Saved entries
---------------
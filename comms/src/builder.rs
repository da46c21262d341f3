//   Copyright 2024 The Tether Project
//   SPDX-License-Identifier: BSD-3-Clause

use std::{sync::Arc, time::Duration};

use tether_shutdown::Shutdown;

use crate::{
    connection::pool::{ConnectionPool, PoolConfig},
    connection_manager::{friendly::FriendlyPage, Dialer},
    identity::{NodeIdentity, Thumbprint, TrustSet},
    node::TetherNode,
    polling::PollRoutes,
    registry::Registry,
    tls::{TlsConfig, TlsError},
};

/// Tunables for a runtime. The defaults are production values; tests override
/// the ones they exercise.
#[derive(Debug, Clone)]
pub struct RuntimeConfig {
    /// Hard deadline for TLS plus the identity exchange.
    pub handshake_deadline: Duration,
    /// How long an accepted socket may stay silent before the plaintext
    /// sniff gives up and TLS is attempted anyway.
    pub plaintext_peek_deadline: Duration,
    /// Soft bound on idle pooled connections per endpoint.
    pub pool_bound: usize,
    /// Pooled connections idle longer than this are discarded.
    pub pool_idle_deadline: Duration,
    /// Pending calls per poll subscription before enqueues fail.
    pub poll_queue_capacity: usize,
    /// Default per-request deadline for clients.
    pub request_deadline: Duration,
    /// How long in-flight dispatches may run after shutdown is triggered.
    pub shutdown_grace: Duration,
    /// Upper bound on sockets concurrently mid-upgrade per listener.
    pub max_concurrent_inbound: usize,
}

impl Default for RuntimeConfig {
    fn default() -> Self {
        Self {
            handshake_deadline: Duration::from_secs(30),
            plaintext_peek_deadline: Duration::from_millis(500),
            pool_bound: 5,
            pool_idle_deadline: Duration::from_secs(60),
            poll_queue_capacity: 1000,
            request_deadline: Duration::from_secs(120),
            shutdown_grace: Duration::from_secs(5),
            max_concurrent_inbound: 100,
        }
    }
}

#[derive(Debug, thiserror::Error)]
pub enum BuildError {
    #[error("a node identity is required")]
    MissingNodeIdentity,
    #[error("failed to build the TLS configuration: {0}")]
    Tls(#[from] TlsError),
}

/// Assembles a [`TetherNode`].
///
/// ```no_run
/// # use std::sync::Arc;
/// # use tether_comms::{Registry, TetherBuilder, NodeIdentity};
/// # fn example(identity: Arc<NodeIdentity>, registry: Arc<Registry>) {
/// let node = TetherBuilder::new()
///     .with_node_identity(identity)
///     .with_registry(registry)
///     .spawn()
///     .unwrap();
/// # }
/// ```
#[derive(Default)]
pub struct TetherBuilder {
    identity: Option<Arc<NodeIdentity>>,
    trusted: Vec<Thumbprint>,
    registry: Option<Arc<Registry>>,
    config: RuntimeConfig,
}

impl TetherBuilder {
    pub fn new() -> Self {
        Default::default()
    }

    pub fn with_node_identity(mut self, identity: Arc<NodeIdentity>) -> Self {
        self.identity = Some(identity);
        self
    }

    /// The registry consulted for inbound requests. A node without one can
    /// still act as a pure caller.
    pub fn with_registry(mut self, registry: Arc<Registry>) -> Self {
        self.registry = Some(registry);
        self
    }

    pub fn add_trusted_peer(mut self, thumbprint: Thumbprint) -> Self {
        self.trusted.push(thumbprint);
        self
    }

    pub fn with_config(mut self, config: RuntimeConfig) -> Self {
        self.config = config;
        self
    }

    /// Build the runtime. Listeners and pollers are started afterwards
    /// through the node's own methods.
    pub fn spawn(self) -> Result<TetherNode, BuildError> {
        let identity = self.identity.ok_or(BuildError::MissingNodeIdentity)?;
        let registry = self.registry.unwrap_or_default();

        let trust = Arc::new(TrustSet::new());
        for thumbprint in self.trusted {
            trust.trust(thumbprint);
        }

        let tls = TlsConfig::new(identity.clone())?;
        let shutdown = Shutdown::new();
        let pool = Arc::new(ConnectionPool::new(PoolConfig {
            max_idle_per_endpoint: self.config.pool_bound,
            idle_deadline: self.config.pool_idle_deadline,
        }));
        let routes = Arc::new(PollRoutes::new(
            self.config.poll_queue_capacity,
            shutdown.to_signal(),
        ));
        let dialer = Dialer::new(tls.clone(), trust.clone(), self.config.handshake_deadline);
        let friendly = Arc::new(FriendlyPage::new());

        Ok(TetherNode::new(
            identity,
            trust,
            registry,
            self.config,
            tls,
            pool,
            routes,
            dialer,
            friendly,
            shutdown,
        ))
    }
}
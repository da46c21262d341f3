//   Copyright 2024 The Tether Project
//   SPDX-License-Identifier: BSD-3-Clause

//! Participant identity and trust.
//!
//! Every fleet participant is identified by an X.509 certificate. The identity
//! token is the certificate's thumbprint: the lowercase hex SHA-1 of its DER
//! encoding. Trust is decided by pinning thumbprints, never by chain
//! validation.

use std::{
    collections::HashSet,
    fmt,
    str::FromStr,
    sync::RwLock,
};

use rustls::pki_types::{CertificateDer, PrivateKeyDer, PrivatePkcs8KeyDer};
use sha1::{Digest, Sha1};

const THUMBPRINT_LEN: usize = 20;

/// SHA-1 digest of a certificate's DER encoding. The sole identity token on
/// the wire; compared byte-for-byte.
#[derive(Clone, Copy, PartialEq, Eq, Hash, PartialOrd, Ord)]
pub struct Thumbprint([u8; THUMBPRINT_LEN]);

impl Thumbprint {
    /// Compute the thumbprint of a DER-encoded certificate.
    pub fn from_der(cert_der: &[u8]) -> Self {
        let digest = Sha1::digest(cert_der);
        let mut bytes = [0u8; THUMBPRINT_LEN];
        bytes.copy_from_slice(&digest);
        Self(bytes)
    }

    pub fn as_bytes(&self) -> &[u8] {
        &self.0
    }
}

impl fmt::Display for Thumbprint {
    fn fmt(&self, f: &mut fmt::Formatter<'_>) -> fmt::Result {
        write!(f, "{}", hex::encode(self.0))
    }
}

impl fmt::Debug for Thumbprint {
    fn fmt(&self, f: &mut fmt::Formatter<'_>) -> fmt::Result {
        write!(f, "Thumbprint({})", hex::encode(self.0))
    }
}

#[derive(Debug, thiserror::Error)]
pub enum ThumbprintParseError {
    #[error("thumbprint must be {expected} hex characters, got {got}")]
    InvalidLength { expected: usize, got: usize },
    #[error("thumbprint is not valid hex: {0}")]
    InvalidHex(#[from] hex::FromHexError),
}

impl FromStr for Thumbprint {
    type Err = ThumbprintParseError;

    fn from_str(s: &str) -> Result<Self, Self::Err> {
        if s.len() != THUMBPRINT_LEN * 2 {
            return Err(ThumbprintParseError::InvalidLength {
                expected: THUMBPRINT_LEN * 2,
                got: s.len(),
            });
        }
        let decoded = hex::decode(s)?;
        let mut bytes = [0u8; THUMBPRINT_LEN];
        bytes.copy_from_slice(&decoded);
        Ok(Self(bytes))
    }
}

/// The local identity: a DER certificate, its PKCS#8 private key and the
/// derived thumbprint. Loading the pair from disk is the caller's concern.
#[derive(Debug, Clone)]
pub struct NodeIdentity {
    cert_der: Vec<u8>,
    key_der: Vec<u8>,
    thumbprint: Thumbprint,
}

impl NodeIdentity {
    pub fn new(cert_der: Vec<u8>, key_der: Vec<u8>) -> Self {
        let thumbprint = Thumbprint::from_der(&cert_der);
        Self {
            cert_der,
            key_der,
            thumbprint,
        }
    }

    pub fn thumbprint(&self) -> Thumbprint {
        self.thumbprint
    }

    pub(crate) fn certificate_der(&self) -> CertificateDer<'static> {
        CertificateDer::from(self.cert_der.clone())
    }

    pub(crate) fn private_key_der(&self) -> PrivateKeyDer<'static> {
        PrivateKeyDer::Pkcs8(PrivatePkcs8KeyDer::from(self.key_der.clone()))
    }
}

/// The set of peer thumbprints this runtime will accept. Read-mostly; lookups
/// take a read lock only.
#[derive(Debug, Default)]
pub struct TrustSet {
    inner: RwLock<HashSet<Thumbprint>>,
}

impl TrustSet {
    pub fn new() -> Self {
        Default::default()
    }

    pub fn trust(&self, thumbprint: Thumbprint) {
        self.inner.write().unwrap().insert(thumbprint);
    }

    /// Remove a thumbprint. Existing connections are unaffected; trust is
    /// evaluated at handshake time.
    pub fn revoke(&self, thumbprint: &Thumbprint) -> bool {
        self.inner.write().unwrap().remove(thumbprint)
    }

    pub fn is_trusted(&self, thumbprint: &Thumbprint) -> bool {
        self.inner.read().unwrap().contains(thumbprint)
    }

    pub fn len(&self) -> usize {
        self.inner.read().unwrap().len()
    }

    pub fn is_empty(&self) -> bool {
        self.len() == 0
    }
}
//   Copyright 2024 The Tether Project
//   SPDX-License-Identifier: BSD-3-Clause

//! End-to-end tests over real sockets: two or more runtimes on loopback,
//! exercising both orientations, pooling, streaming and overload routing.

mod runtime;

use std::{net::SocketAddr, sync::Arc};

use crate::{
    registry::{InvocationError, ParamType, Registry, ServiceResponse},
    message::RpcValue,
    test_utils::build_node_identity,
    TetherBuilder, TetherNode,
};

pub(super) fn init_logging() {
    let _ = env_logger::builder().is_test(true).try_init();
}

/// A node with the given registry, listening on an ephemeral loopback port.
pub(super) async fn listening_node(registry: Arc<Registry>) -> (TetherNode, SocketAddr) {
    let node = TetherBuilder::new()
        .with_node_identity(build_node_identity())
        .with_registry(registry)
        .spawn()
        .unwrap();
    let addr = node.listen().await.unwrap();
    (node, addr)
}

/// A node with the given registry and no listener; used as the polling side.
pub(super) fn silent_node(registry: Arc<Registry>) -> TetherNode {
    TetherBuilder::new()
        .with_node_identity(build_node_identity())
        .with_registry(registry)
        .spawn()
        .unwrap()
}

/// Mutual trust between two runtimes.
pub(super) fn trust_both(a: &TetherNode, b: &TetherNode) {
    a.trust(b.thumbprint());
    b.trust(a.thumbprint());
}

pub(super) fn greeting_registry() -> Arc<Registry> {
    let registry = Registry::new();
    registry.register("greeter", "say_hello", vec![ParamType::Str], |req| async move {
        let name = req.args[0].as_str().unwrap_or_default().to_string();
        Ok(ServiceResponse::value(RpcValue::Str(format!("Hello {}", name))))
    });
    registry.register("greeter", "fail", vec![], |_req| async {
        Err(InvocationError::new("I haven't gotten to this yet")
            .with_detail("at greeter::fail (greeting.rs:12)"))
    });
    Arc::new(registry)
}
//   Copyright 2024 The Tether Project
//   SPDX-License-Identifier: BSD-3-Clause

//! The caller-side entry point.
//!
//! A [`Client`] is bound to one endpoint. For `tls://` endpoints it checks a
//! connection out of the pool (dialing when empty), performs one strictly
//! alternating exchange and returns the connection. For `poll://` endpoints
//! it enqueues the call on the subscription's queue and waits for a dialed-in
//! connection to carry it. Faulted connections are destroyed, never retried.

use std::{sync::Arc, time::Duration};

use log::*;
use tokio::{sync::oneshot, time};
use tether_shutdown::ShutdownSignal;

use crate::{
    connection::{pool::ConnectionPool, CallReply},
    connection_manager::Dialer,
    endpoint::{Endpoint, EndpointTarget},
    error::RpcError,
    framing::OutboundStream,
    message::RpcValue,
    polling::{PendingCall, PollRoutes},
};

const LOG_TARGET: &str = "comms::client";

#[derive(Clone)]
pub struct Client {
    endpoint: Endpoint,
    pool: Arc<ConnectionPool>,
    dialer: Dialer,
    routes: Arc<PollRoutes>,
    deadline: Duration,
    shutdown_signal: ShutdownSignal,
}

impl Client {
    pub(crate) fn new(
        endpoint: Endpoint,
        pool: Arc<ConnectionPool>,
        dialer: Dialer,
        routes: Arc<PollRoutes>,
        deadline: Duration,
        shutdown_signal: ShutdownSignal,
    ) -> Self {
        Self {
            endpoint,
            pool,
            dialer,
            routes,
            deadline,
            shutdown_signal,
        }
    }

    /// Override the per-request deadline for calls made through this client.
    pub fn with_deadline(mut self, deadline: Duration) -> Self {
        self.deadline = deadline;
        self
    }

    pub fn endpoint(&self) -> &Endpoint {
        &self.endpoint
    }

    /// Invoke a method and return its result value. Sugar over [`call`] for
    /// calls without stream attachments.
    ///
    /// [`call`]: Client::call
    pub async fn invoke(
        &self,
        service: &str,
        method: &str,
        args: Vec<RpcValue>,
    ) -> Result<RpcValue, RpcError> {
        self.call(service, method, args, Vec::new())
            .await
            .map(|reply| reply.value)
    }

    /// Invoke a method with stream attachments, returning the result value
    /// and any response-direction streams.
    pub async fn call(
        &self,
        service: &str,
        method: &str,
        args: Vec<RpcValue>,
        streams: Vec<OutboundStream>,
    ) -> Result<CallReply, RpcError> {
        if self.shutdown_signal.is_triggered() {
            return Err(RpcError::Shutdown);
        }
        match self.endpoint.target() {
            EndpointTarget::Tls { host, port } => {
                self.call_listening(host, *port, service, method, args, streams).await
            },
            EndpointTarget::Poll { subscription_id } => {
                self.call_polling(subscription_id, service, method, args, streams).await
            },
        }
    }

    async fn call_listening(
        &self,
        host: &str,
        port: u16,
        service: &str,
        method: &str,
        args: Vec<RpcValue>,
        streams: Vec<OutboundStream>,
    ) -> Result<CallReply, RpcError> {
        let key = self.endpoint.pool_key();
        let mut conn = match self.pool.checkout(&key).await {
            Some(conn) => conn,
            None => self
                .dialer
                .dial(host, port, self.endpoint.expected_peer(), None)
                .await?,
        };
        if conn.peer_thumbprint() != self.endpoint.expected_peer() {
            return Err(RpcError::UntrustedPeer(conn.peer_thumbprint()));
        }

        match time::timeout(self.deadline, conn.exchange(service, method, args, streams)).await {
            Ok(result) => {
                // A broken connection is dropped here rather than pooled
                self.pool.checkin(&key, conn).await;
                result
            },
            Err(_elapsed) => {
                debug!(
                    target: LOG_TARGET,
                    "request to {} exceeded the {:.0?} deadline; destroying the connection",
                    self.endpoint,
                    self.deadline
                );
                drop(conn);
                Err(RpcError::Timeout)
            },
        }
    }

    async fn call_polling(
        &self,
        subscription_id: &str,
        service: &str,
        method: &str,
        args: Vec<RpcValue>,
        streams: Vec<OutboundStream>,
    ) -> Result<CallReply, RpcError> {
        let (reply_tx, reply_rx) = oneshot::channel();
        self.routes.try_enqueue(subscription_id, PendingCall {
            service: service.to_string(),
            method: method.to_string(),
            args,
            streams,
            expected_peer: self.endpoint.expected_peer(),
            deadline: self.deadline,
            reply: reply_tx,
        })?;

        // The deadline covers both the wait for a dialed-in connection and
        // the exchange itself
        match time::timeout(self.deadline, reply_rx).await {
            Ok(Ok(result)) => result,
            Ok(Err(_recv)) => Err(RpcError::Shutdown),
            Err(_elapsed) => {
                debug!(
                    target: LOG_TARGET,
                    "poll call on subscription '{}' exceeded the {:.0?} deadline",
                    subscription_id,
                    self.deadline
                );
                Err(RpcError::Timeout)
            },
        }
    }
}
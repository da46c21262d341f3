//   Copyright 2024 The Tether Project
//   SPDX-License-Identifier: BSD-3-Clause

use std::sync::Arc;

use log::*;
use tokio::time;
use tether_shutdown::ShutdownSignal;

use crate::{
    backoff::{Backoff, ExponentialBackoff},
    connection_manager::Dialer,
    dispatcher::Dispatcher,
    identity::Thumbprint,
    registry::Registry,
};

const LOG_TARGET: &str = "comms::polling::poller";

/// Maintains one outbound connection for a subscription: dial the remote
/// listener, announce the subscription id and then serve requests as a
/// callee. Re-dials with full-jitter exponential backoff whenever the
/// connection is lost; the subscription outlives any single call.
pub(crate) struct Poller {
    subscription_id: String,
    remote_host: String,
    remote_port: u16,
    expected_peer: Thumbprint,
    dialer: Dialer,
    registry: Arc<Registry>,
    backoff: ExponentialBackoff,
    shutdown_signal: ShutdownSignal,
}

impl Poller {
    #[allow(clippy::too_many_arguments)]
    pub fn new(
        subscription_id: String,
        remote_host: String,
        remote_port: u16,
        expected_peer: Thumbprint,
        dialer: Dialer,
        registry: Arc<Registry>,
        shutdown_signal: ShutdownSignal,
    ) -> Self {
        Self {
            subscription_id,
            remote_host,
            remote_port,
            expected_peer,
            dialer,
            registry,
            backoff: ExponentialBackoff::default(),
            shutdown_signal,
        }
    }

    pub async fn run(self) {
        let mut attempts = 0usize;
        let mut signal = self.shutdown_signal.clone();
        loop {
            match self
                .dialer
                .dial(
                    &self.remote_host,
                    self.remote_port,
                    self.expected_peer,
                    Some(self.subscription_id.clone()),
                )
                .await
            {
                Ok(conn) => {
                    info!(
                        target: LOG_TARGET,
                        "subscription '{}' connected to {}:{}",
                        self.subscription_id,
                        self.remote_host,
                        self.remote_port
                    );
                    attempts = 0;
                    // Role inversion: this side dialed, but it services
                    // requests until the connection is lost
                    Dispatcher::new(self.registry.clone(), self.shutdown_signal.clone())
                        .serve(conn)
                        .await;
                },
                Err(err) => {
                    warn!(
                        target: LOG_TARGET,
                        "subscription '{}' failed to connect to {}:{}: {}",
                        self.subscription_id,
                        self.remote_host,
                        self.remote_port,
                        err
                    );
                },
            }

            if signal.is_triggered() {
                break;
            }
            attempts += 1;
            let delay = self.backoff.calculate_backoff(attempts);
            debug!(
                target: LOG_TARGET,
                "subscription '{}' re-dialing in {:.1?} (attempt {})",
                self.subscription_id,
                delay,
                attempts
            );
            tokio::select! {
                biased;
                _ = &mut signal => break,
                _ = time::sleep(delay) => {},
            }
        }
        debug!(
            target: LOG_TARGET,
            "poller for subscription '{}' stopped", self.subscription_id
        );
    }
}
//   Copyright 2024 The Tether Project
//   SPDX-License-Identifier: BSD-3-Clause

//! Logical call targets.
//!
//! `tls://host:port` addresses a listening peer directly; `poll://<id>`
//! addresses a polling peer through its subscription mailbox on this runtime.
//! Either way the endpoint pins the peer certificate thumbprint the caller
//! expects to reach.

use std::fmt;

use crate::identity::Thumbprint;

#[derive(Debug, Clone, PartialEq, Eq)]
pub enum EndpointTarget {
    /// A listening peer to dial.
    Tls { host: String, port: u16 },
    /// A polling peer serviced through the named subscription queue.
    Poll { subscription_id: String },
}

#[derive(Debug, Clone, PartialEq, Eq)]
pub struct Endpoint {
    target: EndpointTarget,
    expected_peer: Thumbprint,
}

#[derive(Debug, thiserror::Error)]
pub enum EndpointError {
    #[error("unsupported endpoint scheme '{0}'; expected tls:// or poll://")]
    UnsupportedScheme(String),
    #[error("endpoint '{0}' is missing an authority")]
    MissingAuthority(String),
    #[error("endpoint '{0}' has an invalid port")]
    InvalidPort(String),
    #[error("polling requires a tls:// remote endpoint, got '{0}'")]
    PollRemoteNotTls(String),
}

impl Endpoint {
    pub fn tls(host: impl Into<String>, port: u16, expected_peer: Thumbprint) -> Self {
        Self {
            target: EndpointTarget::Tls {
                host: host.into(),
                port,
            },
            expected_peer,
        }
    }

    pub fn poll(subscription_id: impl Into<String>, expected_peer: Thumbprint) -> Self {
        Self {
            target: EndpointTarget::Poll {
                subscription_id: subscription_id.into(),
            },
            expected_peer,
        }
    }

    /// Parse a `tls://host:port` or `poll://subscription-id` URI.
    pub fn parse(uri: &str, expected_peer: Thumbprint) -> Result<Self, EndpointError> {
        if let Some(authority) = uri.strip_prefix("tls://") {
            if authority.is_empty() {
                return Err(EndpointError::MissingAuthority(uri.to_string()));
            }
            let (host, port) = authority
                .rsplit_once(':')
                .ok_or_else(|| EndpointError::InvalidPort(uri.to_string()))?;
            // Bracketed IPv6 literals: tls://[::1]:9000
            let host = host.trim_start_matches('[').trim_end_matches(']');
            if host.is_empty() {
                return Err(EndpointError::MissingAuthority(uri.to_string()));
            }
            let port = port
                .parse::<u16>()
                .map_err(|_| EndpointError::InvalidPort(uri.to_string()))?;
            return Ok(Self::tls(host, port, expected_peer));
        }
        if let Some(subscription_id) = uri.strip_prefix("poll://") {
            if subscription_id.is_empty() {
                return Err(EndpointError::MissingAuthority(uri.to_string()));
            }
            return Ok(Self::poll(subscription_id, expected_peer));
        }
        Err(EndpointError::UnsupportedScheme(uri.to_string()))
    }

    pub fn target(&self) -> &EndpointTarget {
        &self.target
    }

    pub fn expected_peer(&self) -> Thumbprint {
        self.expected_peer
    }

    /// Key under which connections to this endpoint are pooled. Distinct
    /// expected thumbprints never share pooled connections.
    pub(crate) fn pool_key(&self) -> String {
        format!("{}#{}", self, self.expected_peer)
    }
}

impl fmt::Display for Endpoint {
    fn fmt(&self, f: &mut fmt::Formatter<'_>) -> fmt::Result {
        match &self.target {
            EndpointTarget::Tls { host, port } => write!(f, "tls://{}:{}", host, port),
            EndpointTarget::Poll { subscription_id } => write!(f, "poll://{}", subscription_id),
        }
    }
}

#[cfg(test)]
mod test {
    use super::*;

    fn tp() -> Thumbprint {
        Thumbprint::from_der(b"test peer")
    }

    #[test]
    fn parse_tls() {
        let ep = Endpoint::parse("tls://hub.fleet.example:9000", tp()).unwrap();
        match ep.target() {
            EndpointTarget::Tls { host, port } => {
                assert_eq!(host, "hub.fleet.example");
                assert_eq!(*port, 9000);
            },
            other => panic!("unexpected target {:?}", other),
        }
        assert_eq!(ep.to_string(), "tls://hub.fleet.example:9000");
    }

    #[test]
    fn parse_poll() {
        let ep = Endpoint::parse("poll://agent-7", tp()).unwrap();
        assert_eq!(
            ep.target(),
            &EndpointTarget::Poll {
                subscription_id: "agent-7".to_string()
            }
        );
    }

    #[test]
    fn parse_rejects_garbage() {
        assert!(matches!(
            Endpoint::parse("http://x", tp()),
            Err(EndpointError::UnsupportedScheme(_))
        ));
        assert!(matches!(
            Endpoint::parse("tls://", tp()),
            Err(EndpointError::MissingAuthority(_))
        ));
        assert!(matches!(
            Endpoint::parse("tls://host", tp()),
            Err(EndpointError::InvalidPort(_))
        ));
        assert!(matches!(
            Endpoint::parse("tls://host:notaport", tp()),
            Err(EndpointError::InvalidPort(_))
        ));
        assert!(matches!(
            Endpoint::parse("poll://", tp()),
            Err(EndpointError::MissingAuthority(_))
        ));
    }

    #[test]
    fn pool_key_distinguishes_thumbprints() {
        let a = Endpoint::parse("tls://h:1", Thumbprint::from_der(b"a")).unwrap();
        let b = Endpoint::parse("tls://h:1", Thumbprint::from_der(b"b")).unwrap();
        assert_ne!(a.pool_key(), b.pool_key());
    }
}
---------------
* [What you need to do] Within the entries above, find each line where "failed" appears; copy every one.

* [Expected output]
    #[error("failed to build the TLS configuration: {0}")]
                        "subscription '{}' failed to connect to {}:{}: {}",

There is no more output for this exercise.